> **Data excerpts**
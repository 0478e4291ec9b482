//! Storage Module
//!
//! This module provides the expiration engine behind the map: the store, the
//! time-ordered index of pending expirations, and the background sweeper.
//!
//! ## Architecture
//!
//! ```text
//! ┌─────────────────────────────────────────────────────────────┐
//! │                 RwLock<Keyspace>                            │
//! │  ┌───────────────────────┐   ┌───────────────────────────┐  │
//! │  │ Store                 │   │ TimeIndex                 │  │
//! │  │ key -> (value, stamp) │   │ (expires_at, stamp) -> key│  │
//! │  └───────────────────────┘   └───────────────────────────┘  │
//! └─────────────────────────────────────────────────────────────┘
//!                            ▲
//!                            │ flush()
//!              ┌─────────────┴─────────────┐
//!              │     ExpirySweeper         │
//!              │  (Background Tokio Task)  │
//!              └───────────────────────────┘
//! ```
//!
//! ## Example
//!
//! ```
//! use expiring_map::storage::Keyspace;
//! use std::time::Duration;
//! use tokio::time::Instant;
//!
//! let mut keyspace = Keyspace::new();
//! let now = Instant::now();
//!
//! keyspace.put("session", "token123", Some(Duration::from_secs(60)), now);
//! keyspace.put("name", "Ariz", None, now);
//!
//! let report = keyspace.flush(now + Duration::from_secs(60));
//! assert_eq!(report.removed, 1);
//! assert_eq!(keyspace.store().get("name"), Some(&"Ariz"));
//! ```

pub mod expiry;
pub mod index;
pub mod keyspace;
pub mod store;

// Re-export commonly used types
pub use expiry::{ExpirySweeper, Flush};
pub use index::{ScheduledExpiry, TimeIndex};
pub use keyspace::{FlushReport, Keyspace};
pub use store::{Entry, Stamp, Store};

==

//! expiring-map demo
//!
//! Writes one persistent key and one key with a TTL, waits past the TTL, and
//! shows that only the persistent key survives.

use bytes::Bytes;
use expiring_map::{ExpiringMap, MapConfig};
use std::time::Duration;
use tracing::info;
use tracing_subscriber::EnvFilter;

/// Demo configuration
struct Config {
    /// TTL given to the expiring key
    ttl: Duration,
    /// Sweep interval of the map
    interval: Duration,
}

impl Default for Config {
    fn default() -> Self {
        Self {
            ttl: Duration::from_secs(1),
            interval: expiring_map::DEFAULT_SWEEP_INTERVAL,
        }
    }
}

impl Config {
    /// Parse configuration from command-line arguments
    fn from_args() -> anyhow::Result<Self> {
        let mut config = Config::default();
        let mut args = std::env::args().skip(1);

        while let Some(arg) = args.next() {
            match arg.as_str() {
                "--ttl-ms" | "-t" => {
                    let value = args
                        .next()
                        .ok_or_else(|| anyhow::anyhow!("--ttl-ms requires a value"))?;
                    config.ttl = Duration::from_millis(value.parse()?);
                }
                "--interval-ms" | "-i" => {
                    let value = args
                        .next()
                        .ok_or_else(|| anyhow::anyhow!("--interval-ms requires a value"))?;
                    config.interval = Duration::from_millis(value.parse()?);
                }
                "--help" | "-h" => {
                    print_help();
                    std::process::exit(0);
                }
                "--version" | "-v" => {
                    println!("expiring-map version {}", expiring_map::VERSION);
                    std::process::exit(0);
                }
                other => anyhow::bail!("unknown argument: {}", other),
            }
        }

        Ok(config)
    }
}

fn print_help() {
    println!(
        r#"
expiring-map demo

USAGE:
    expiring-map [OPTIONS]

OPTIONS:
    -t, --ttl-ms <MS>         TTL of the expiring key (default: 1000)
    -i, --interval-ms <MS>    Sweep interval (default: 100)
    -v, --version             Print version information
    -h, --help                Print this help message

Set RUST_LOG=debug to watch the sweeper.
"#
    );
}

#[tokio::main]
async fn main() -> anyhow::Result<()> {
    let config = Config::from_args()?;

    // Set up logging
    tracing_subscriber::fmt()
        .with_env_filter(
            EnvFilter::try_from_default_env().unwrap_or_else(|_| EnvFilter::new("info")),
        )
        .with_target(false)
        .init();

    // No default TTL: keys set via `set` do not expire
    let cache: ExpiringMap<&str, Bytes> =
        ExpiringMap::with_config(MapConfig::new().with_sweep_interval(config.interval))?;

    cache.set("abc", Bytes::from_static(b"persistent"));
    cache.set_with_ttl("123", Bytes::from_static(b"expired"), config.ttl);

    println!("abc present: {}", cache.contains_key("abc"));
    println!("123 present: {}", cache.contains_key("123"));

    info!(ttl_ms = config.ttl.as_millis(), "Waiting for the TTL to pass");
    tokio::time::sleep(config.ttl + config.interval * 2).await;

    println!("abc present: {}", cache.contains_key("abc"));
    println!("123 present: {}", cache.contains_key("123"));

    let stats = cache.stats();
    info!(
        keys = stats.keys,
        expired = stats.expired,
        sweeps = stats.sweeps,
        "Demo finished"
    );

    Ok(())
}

> **Task to carry out**
Only lines containing "value" belong in the answer; copy every such line from the records.

> **Exercise response**
//! │  │ key -> (value, stamp) │   │ (expires_at, stamp) -> key│  │
                    let value = args
                        .ok_or_else(|| anyhow::anyhow!("--ttl-ms requires a value"))?;
                    config.ttl = Duration::from_millis(value.parse()?);
                    let value = args
                        .ok_or_else(|| anyhow::anyhow!("--interval-ms requires a value"))?;
                    config.interval = Duration::from_millis(value.parse()?);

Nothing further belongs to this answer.